The latest version of EN 300 328 v2.2.2 was released in July 2019. As of August 6, 2021, the transition for the new requirements of v2.2.2 will be complete and v2.1.1 will no longer provide ‘presumption of conformity’ to the Radio Equipment Directive.

The transition period for EN 300 328 v2.2.2 starts on August 6, 2020, and lasts for one year. Read below for a summary of the important changes to the standard.

What’s New in V2.2.2?

The most important change in v2.2.2 is in receiver blocking, which has implications for the testing that must be carried out on end products. There are also specific updates to terminology clarification for wideband data transmission equipment and data transmission equipment.

Spurious emissions limits redefined

The limit of transmitter spurious emission between 470 MHz to 1 GHz is modified. Previous ranges 470 MHz - 862 MHz and 862 MHz - 1 GHz have been revised to 470 MHz - 694 MHz and 694 MHz - 1 GHz with respective limits of -54 dBm and -36 dBm.

It is also important to note that this published version has a written error in section 5.4.11.2.1. test procedure step 5. The blocking signal frequency should be listed as 2504MHz as shown in section 4.3.2.11.4.2, table 14 instead of 2503.5MHz. This typo resulted from comments review of Draft 2.2.0, which initially showed 2503.5MHz. After the comment was accepted and consequently the number 2503.5 was changed in 2504 MHz in clause 4.

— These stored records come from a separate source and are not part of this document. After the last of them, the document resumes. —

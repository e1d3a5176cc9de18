use serde::{Deserialize, Serialize};
use std::collections::HashMap;
use std::path::Path;
use std::time::Duration;

use crate::session::Session;

pub const APP_NAME: &str = "dyscover";
pub const DEFAULT_SERVER: &str = "http://127.0.0.1:8443";
const HISTORY_LIMIT: usize = 50;

#[derive(Serialize, Deserialize, Debug, Clone, PartialEq)]
#[serde(default)]
pub struct Settings {
    pub server_url: String,
    pub timeout_secs: u64,
    /// Prefill for the username screen only.
    pub last_username: String,
    pub last_class_name: String,
    pub learning: HashMap<String, Vec<u32>>, // username -> practice accuracy per session (%)
}

impl Default for Settings {
    fn default() -> Self {
        Self {
            server_url: DEFAULT_SERVER.to_string(),
            timeout_secs: 30,
            last_username: String::new(),
            last_class_name: String::new(),
            learning: HashMap::new(),
        }
    }
}

impl Settings {
    /// Load from `path`, or from the platform config dir when `None`.
    pub fn load(path: Option<&Path>) -> Result<Self, confy::ConfyError> {
        match path {
            Some(path) => confy::load_path(path),
            None => confy::load(APP_NAME, None),
        }
    }

    pub fn store(&self, path: Option<&Path>) -> Result<(), confy::ConfyError> {
        match path {
            Some(path) => confy::store_path(path, self),
            None => confy::store(APP_NAME, None, self),
        }
    }

    /// Server URL and request timeout for this run. Command-line overrides win
    /// but are never copied into the stored settings.
    pub fn connection(&self, server: Option<&str>, timeout_secs: Option<u64>) -> (String, Duration) {
        let server = server.unwrap_or(self.server_url.as_str()).to_string();
        let timeout = Duration::from_secs(timeout_secs.unwrap_or(self.timeout_secs));
        (server, timeout)
    }

    pub fn remember(&mut self, session: &Session) {
        self.last_username = session.username().to_string();
        self.last_class_name = session.class_name().to_string();
    }

    pub fn record_learning(&mut self, username: &str, accuracy: u32) {
        let scores = self.learning.entry(username.to_string()).or_default();
        scores.push(accuracy.min(100));
        if scores.len() > HISTORY_LIMIT {
            let excess = scores.len() - HISTORY_LIMIT;
            scores.drain(..excess);
        }
    }

    pub fn learning_history(&self, username: &str) -> &[u32] {
        self.learning
            .get(username)
            .map(Vec::as_slice)
            .unwrap_or_default()
    }
}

Receiver blocking changes under EN 300 328 v2.2.2

By definition, receiver blocking is “a measure of the ability of the equipment [being tested] to receive a wanted signal on its operating channel without exceeding a given degradation in the presence of an unwanted signal (blocking signal) on frequencies other than those of the operating band.” 

According to the standard, the minimum performance criterion for equipment will be a packet or frame error rate (PER/FER) of ≤10%. The manufacturer may also declare alternative performance criteria, as long as it is appropriate for the intended use of the equipment.

This change effectively increases the required blocking signal levels to -34 dBm. It also adjusts power requirements. Low interference signals apply to the low operating channel and high interference signals apply to the high operating channels. For conducted measurements, in-band antenna gain must be accounted for.

Important: This change will require a mandatory re-test for all devices to satisfy v2.2.2 requirements following the August 6, 2021 transition date. 

EN 300 328 v2.2.2 includes other minor changes, so consult with Element to discuss any possible implications for your product.

Background on EN 300 328 

EN 300 328 v2.1.1 (which applies to Wideband Data Transmission equipment and data transmission equipment operating in the 2.4 GHz ISM band) was originally published January 13, 2017. The standard was harmonized under article 3.2 of the EU Radio Equipment Directive (RED) 2014/53/EU. 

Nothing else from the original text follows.